Diane Ragsdale has an extremely interesting post today related to an earlier set of posts she made two years ago about coercive philanthropy in response to change of direction the Irvine Foundation was taking in their funding philosophy.
She notes today that many of the arts groups the Irvine Foundation had traditionally supported did not shift themselves toward the new direction the foundation was encouraging arts organizations to go. She says:
My view, in a nutshell, was (and still is) this: While the Irvine Foundation may have been justified in pursuing a brave new strategy, its grantees were also justified in rebuffing it. I wrote:
Irvine appears to be interested in bringing about a kind of diversity (i.e., change) in the arts sector we don’t often talk about: aesthetic diversity. … However well-researched and justified, Irvine must recognize (and I think it does) that its strategy is out of line with the missions of a majority of professional arts organizations, which were formed to present work by professionals for audiences that come to appreciate that work, not make it. … Irvine needs to recognize that it is endeavoring to coax organizations into uncharted territory. It wants to coerce a change that many cannot make, or do not want to make.
We often speak of arts organizations bending over backwards and stretching their missions and activities in order to make themselves eligible to receive funding so it was of great interest to me to read about arts organizations who were not doing so even though it might be significantly detrimental to their finances.
In one of the posts Diane made two years ago, she talks about the long time period required to make the substantial change of the type the Irvine Foundation is signalling versus the impatience of most foundations.
She uses the example of Centerstage Theater in Baltimore which made a focused commitment to do a better job of serving the city’s 67% African American population.
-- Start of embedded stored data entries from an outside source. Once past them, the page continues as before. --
//! Client Facade (C8): the single long-lived entry point binding a
//! [`Config`] to the AK manager, transport, and bearer-token state.

use std::sync::Arc;

use sealed_store_envelope::crypto;
use uuid::Uuid;

use crate::ak::AkManager;
use crate::config::{Config, ConfigVersion};
use crate::error::{ClientError, Result};
use crate::record::BackupRecord;
use crate::transport::Transport;
use crate::wire::{ClientDetails, Curve25519Key, Ed25519Key, RegisterClient, RegisterRequest};

/// Shared state behind a [`Client`] handle. Held in an `Arc` so cloning a
/// `Client` is cheap and every clone observes the same cache and token —
/// the AK cache and bearer token are the only mutable shared state.
pub(crate) struct ClientInner {
    pub(crate) config: Config,
    pub(crate) transport: Arc<Transport>,
    pub(crate) ak_manager: AkManager,
}

/// The public entry point. Exposes read/write/update/delete/query/share/
/// revoke and registration.
#[derive(Clone)]
pub struct Client(pub(crate) Arc<ClientInner>);

impl Client {
    pub fn new(config: Config) -> Self {
        let transport = Arc::new(Transport::new(
            config.api_url.clone(),
            config.api_key_id.clone(),
            config.api_secret.clone(),
        ));
        let ak_manager = AkManager::new(config.clone(), transport.clone());
        Self(Arc::new(ClientInner { config, transport, ak_manager }))
    }

    pub fn config(&self) -> &Config {
        &self.0.config
    }

    pub(crate) fn self_id(&self) -> Uuid {
        self.0.config.client_id
    }

    /// Fetch a reader's public key. Email-based lookup is withdrawn in
    /// v2; v2 behavior is treated as canonical here regardless of
    /// `config.version`.
    pub async fn client_info(&self, id: &str) -> Result<crate::wire::ClientInfo> {
        if looks_like_email(id) {
            return Err(ClientError::EmailLookupUnsupported);
        }
        let path = format!("/v1/storage/clients/{}", id);
        let resp = self.0.transport.get(&path, &[]).await?;
        if !resp.status.is_success() {
            return Err(ClientError::TransportError(format!(
                "client info fetch returned {}",
                resp.status
            )));
        }
        resp.json()
    }

    /// Drop the AK cache and bearer token.
    pub async fn close(&self) {
        self.0.ak_manager.clear();
        self.0.transport.clear_token().await;
    }

    /// Generate a fresh X25519 keypair, URL-safe base64 encoded.
    pub fn generate_keypair() -> (String, String) {
        let (pk, sk) = crypto::generate_box_keypair();
        (crypto::b64u_encode(&pk), crypto::b64u_encode(&sk))
    }

    /// Generate a fresh Ed25519 signing keypair, URL-safe base64 encoded.
    pub fn generate_signing_keypair() -> (String, String) {
        let (pk, sk) = crypto::generate_sign_keypair();
        (crypto::b64u_encode(&pk), crypto::b64u_encode(&sk))
    }

    /// Anonymous token-gated registration. When `backup` is requested,
    /// the account opted in, and the caller supplied a private key,
    /// writes the current config back as a `tozny.key_backup` record and
    /// shares it with the backup target.
    pub async fn register(
        api_url: impl Into<String>,
        registration_token: impl Into<String>,
        client_name: impl Into<String>,
        public_key: impl Into<String>,
        private_key: Option<String>,
        signing_public_key: Option<String>,
        signing_private_key: Option<String>,
        backup: bool,
    ) -> Result<ClientDetails> {
        let api_url = api_url.into();
        let transport = Transport::new(&api_url, "", "");
        let body = RegisterRequest {
            token: registration_token.into(),
            client: RegisterClient {
                name: client_name.into(),
                public_key: Curve25519Key { curve25519: public_key.into() },
                signing_key: signing_public_key.clone().map(|k| Ed25519Key { ed25519: k }),
            },
        };

        let resp = transport
            .post_unauthenticated("/v1/account/e3db/clients/register", &body)
            .await?;
        if !resp.status.is_success() {
            return Err(ClientError::RegistrationFailed(format!(
                "registration returned {}",
                resp.status
            )));
        }
        let details: ClientDetails = resp.json()?;
        let backup_target = resp.header("x-backup-client");
        tracing::info!(target: "client", client_id = %details.client_id, "client registered");

        if backup {
            if let (Some(private_key), Some(token)) = (private_key, backup_target) {
                let version = if signing_public_key.is_some() && signing_private_key.is_some() {
                    ConfigVersion::V2
                } else {
                    ConfigVersion::V1
                };
                let backup_config = Config::new(
                    details.client_id,
                    details.api_key_id.clone(),
                    details.api_secret.clone(),
                    details.public_key.curve25519.clone(),
                    private_key,
                    signing_public_key,
                    signing_private_key,
                    api_url,
                    version,
                )?;
                let backup_client = Client::new(backup_config);
                backup_client.backup(&token, &body.token).await?;
            }
        }

        Ok(details)
    }

    /// Write the current config as a `tozny.key_backup` record, share it
    /// with the backup target, and notify the account service.
    pub async fn backup(&self, target_client_id: &str, registration_token: &str) -> Result<()> {
        let record = BackupRecord::from_config(&self.0.config);
        let written = self.write("tozny.key_backup", record.into_data(), Default::default()).await?;
        self.share("tozny.key_backup", target_client_id).await?;

        let path = format!(
            "/v1/account/backup/{}/{}",
            registration_token, self.self_id()
        );
        let resp = self.0.transport.post(&path, &serde_json::json!({})).await?;
        if !resp.status.is_success() {
            return Err(ClientError::RegistrationFailed(format!(
                "backup notification returned {}",
                resp.status
            )));
        }
        tracing::info!(target: "client", record_id = ?written.meta.record_id, "credentials backed up");
        Ok(())
    }
}

fn looks_like_email(s: &str) -> bool {
    crate::email_regex().is_match(s)
}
They initially lost subscribers and supporters before eventually replacing them in the 10 years it took to fully realize this vision.
Ragsdale suggests that substantive change only comes when the leadership is behind it, not when the funding philosophy shifts.
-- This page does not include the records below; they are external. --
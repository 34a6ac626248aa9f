//! Error types for the envelope crate.

use core::fmt;

/// Everything that can go wrong below the client layer: canonicalization
/// never fails, so this only covers crypto and wire-format problems.
#[derive(Debug, Clone, PartialEq, Eq)]
pub enum EnvelopeError {
    /// An EAK or field string did not split into the expected number of
    /// dot-separated parts, or a part was not valid base64.
    Malformed(&'static str),
    /// AEAD authentication failed (box, secretbox, or otherwise).
    Decryption,
    /// A detached signature did not verify.
    SignatureInvalid,
    /// The CSPRNG or a key-construction step failed.
    Crypto(&'static str),
}

impl fmt::Display for EnvelopeError {
    fn fmt(&self, f: &mut fmt::Formatter<'_>) -> fmt::Result {
        match self {
            Self::Malformed(what) => write!(f, "malformed {}", what),
            Self::Decryption => write!(f, "decryption failed"),
            Self::SignatureInvalid => write!(f, "signature invalid"),
            Self::Crypto(what) => write!(f, "crypto error: {}", what),
        }
    }
}

impl std::error::Error for EnvelopeError {}
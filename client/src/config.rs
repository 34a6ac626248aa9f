//! Client configuration: an immutable bundle bound at construction.

use uuid::Uuid;

use crate::error::{ClientError, Result};

/// Config version. Version 1 omits signing keys; version 2 requires them.
#[derive(Debug, Clone, Copy, PartialEq, Eq)]
pub enum ConfigVersion {
    V1 = 1,
    V2 = 2,
}

/// Immutable bundle bound at client construction.
#[derive(Debug, Clone)]
pub struct Config {
    pub client_id: Uuid,
    pub api_key_id: String,
    pub api_secret: String,
    /// X25519 public key, URL-safe base64.
    pub public_key: String,
    /// X25519 private key, URL-safe base64.
    pub private_key: String,
    /// Ed25519 public signing key, URL-safe base64 (v2 only).
    pub public_sign_key: Option<String>,
    /// Ed25519 private signing key, URL-safe base64 (v2 only).
    pub private_sign_key: Option<String>,
    pub api_url: String,
    pub version: ConfigVersion,
}

impl Config {
    /// Construct and validate a `Config`. See spec invariant: if
    /// `version == V2` then both signing keys must be present and
    /// non-empty.
    #[allow(clippy::too_many_arguments)]
    pub fn new(
        client_id: Uuid,
        api_key_id: impl Into<String>,
        api_secret: impl Into<String>,
        public_key: impl Into<String>,
        private_key: impl Into<String>,
        public_sign_key: Option<String>,
        private_sign_key: Option<String>,
        api_url: impl Into<String>,
        version: ConfigVersion,
    ) -> Result<Self> {
        let cfg = Self {
            client_id,
            api_key_id: api_key_id.into(),
            api_secret: api_secret.into(),
            public_key: public_key.into(),
            private_key: private_key.into(),
            public_sign_key,
            private_sign_key,
            api_url: api_url.into(),
            version,
        };
        cfg.validate()?;
        Ok(cfg)
    }

    fn validate(&self) -> Result<()> {
        if self.version == ConfigVersion::V2 {
            let has_sign_keys = self
                .public_sign_key
                .as_deref()
                .is_some_and(|s| !s.is_empty())
                && self
                    .private_sign_key
                    .as_deref()
                    .is_some_and(|s| !s.is_empty());
            if !has_sign_keys {
                return Err(ClientError::ConfigInvalid(
                    "version 2 requires non-empty public_sign_key and private_sign_key".into(),
                ));
            }
        }
        Ok(())
    }

    /// Load a `Config` from `SEALED_STORE_*` environment variables. Process
    /// bootstrap convenience, outside the cryptographic core, matching the
    /// teacher's environment-driven startup for its API server.
    pub fn from_env() -> Result<Self> {
        fn var(name: &str) -> Result<String> {
            std::env::var(name)
                .map_err(|_| ClientError::ConfigInvalid(format!("missing env var {}", name)))
        }
        fn opt_var(name: &str) -> Option<String> {
            std::env::var(name).ok()
        }

        let client_id = Uuid::parse_str(&var("SEALED_STORE_CLIENT_ID")?)
            .map_err(|e| ClientError::ConfigInvalid(format!("client_id: {}", e)))?;
        let version = match var("SEALED_STORE_VERSION")?.as_str() {
            "1" => ConfigVersion::V1,
            "2" => ConfigVersion::V2,
            other => {
                return Err(ClientError::ConfigInvalid(format!(
                    "unsupported version: {}",
                    other
                )))
            }
        };

        Self::new(
            client_id,
            var("SEALED_STORE_API_KEY_ID")?,
            var("SEALED_STORE_API_SECRET")?,
            var("SEALED_STORE_PUBLIC_KEY")?,
            var("SEALED_STORE_PRIVATE_KEY")?,
            opt_var("SEALED_STORE_PUBLIC_SIGN_KEY"),
            opt_var("SEALED_STORE_PRIVATE_SIGN_KEY"),
            var("SEALED_STORE_API_URL")?,
            version,
        )
    }
}

#[cfg(test)]
mod tests {
    use super::*;

    fn uuid() -> Uuid {
        Uuid::new_v4()
    }

    #[test]
    fn v1_config_without_signing_keys_is_valid() {
        let cfg = Config::new(
            uuid(),
            "key-id",
            "secret",
            "pub",
            "priv",
            None,
            None,
            "https://api.example.com",
            ConfigVersion::V1,
        );
        assert!(cfg.is_ok());
    }

    #[test]
    fn v2_config_without_signing_keys_is_invalid() {
        let cfg = Config::new(
            uuid(),
            "key-id",
            "secret",
            "pub",
            "priv",
            None,
            None,
            "https://api.example.com",
            ConfigVersion::V2,
        );
        assert!(matches!(cfg, Err(ClientError::ConfigInvalid(_))));
    }

    #[test]
    fn v2_config_with_empty_signing_keys_is_invalid() {
        let cfg = Config::new(
            uuid(),
            "key-id",
            "secret",
            "pub",
            "priv",
            Some(String::new()),
            Some("sign-priv".into()),
            "https://api.example.com",
            ConfigVersion::V2,
        );
        assert!(matches!(cfg, Err(ClientError::ConfigInvalid(_))));
    }

    #[test]
    fn v2_config_with_signing_keys_is_valid() {
        let cfg = Config::new(
            uuid(),
            "key-id",
            "secret",
            "pub",
            "priv",
            Some("sign-pub".into()),
            Some("sign-priv".into()),
            "https://api.example.com",
            ConfigVersion::V2,
        );
        assert!(cfg.is_ok());
    }
}
//! # sealed-store-client
//!
//! The stateful client core of `sealed-store`: the access-key lifecycle
//! (C4), the record engine (C5), the sharing controller (C6), the query
//! cursor (C7), and the client facade (C8) that binds them to a live
//! storage service.
//!
//! Field-level cryptography and canonical serialization live in the
//! sibling [`sealed_store_envelope`] crate; this crate owns everything
//! that needs a server round trip or mutable per-instance state.
//!
//! ## Quick start
//!
//! ```no_run
//! use sealed_store_client::{Client, Config, ConfigVersion, RecordData};
//! use uuid::Uuid;
//!
//! # async fn run() -> Result<(), Box<dyn std::error::Error>> {
//! let config = Config::new(
//!     Uuid::new_v4(), "key-id", "secret", "pub-key", "priv-key",
//!     None, None, "https://api.example.com", ConfigVersion::V1,
//! )?;
//! let client = Client::new(config);
//!
//! let mut data = RecordData::new();
//! data.insert("now", "2017-01-02T03:04:05Z");
//! let record = client.write("test_record", data, Default::default()).await?;
//! let read_back = client.read(record.meta.record_id.unwrap(), None).await?;
//! assert_eq!(read_back.data.get("now"), Some("2017-01-02T03:04:05Z"));
//! # Ok(())
//! # }
//! ```

pub mod ak;
pub mod client;
pub mod config;
pub mod error;
pub mod query;
pub mod record;
pub mod sharing;
pub mod transport;
pub mod wire;

pub use client::Client;
pub use config::{Config, ConfigVersion};
pub use error::{ClientError, Result};
pub use query::{Query, QueryCursor};
pub use record::{Record, RecordData};
pub use sharing::SharingEntry;

use std::sync::OnceLock;

/// A deliberately loose "does this look like an email" check (§4.6, §4.8):
/// the wire protocol treats any string matching it as a request for the
/// (v2-disabled) email-lookup path rather than a raw client id.
pub(crate) fn email_regex() -> &'static regex::Regex {
    static RE: OnceLock<regex::Regex> = OnceLock::new();
    RE.get_or_init(|| regex::Regex::new(r"^[^@\s]+@[^@\s]+\.[^@\s]+$").expect("static regex is valid"))
}

#[cfg(test)]
mod tests {
    use super::*;

    #[test]
    fn email_regex_matches_emails_only() {
        assert!(email_regex().is_match("user@example.com"));
        assert!(!email_regex().is_match("11111111-1111-1111-1111-111111111111"));
        assert!(!email_regex().is_match("not-an-email"));
    }
}
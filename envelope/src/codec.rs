//! Envelope codec (C3): the dotted base64 string encodings used for the
//! EAK and for one encrypted record field.

use crate::crypto::{b64u_decode, b64u_encode};
use crate::error::EnvelopeError;

/// An Encrypted Access Key on the wire: `b64u(ciphertext).b64u(nonce)`.
#[derive(Debug, Clone, PartialEq, Eq)]
pub struct Eak {
    pub ciphertext: Vec<u8>,
    pub nonce: [u8; 24],
}

impl Eak {
    pub fn encode(&self) -> String {
        format!("{}.{}", b64u_encode(&self.ciphertext), b64u_encode(&self.nonce))
    }

    pub fn parse(s: &str) -> Result<Self, EnvelopeError> {
        let mut parts = s.split('.');
        let ct = parts.next().ok_or(EnvelopeError::Malformed("eak"))?;
        let nonce = parts.next().ok_or(EnvelopeError::Malformed("eak"))?;
        if parts.next().is_some() {
            return Err(EnvelopeError::Malformed("eak"));
        }
        let ciphertext = b64u_decode(ct)?;
        let nonce_bytes = b64u_decode(nonce)?;
        let nonce: [u8; 24] = nonce_bytes
            .try_into()
            .map_err(|_| EnvelopeError::Malformed("eak"))?;
        Ok(Self { ciphertext, nonce })
    }
}

/// One encrypted record field on the wire:
/// `b64u(edk).b64u(edk_nonce).b64u(ef).b64u(ef_nonce)`.
#[derive(Debug, Clone, PartialEq, Eq)]
pub struct EncryptedField {
    pub edk: Vec<u8>,
    pub edk_nonce: [u8; 24],
    pub ef: Vec<u8>,
    pub ef_nonce: [u8; 24],
}

impl EncryptedField {
    pub fn encode(&self) -> String {
        format!(
            "{}.{}.{}.{}",
            b64u_encode(&self.edk),
            b64u_encode(&self.edk_nonce),
            b64u_encode(&self.ef),
            b64u_encode(&self.ef_nonce),
        )
    }

    pub fn parse(s: &str) -> Result<Self, EnvelopeError> {
        let parts: Vec<&str> = s.split('.').collect();
        if parts.len() != 4 {
            return Err(EnvelopeError::Malformed("field"));
        }
        let edk = b64u_decode(parts[0])?;
        let edk_nonce = nonce_from_b64(parts[1])?;
        let ef = b64u_decode(parts[2])?;
        let ef_nonce = nonce_from_b64(parts[3])?;
        Ok(Self { edk, edk_nonce, ef, ef_nonce })
    }
}

fn nonce_from_b64(s: &str) -> Result<[u8; 24], EnvelopeError> {
    let bytes = b64u_decode(s)?;
    bytes.try_into().map_err(|_| EnvelopeError::Malformed("field"))
}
I seriously question whether funding organizations to make them change works. Has any organization that was reluctant to change made substantive long-term change because of a grant? I suspect any change that happens probably has more to do with leadership, other sources of income, and an intent to change that was already solid before the grant arrived.
And when change fails to be manifested? Well, I would wager that a majority of foundations perceive that organizations are at fault in that case (not the grantmaking strategy). And why wouldn’t they? Organizations write proposals in which they promise to change themselves in dramatic ways for ridiculously small amounts of money and over unreasonable periods of time. They lie about what they can do. They choose to do this to get the money. Foundations choose to believe these lies because it’s convenient to believe that it’s possible to change the world in 3-5 year cycles..
In her post today, she provides a insightful illustration of how this manifests. (To understand the reference to moving diagonally across the box, you need to scroll to the Ansoff Matrix graphic in her post.)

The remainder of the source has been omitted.